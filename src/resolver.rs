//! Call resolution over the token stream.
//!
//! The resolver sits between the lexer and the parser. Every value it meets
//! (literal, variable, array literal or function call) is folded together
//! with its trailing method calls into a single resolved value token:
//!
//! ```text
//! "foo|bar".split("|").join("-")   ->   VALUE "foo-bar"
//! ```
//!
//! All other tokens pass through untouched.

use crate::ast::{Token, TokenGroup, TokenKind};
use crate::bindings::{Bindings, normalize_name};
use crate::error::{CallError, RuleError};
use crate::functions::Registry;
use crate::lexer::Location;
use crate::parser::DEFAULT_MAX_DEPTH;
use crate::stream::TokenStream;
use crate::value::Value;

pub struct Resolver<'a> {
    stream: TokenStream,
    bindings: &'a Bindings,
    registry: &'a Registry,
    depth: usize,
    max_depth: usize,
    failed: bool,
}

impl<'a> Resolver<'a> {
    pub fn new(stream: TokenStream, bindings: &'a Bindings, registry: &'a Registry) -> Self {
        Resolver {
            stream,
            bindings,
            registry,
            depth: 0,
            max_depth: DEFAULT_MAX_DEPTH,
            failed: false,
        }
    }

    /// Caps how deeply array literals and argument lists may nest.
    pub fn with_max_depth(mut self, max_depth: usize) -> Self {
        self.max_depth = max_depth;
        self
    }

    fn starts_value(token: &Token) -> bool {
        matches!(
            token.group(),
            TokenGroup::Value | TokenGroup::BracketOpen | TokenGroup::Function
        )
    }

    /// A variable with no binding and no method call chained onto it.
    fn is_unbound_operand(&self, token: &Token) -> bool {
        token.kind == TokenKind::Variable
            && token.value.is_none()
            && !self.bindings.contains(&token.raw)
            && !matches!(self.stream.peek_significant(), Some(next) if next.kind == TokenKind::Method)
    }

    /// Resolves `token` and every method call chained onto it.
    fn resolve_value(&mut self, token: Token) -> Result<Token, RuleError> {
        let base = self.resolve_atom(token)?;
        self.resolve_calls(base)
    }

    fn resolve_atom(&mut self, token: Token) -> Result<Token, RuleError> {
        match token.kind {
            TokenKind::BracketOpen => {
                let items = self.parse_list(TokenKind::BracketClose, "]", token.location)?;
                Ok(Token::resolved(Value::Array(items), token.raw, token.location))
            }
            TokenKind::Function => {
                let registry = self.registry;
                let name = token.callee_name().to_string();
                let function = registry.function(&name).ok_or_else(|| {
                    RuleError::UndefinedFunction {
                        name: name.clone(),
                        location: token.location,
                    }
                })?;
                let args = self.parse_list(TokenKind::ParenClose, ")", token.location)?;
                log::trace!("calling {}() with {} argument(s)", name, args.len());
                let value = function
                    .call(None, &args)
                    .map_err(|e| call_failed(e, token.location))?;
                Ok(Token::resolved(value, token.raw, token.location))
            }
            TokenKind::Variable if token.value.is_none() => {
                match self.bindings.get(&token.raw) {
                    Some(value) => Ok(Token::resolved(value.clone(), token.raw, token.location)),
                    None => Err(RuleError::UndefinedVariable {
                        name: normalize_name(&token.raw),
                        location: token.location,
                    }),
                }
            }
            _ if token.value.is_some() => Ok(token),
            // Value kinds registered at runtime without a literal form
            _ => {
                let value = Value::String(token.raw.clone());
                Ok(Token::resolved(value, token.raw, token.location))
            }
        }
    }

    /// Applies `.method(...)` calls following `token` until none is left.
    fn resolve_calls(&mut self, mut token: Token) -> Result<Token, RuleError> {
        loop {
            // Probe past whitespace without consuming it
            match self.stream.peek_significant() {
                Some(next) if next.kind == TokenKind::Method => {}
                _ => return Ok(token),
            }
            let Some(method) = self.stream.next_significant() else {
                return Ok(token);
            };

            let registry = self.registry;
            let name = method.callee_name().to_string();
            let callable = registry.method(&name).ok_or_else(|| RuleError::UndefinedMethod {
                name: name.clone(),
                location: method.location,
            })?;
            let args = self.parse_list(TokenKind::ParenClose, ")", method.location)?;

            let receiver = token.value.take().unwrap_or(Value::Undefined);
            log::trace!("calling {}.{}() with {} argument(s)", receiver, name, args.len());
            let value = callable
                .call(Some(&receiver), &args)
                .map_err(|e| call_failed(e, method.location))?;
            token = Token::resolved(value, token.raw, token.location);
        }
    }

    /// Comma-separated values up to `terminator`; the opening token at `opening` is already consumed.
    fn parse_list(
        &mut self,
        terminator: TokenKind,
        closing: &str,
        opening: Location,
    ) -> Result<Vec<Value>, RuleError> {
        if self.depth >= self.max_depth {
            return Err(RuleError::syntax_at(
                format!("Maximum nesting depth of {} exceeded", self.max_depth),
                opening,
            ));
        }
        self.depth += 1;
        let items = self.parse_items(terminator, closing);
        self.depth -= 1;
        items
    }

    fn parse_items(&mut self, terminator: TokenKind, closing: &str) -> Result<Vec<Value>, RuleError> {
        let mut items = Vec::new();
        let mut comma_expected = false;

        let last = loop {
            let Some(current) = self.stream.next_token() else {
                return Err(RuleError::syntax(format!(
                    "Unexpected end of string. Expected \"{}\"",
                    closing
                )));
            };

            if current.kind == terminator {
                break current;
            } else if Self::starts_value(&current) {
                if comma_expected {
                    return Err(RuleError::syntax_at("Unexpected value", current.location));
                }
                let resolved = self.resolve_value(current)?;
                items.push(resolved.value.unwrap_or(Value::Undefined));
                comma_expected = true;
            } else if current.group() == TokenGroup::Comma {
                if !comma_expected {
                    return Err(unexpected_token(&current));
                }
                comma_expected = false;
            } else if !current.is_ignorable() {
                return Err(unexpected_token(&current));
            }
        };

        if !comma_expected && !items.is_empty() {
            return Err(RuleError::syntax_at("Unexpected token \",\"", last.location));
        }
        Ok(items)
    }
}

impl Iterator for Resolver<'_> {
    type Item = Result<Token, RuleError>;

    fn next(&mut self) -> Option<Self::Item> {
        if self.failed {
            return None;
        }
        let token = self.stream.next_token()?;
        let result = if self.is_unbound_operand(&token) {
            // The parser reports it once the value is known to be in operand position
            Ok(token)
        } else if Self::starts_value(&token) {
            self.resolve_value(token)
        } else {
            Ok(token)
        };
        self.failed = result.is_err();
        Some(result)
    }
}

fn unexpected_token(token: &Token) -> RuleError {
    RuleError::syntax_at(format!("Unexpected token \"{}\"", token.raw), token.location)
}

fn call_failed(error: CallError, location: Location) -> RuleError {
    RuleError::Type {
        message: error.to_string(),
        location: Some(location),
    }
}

————————

**HOW TO COMPLETE THIS TASK**
Find the string "TokenKind" in the lines above and count those lines. Give only that count.

**TASK SOLUTION**
12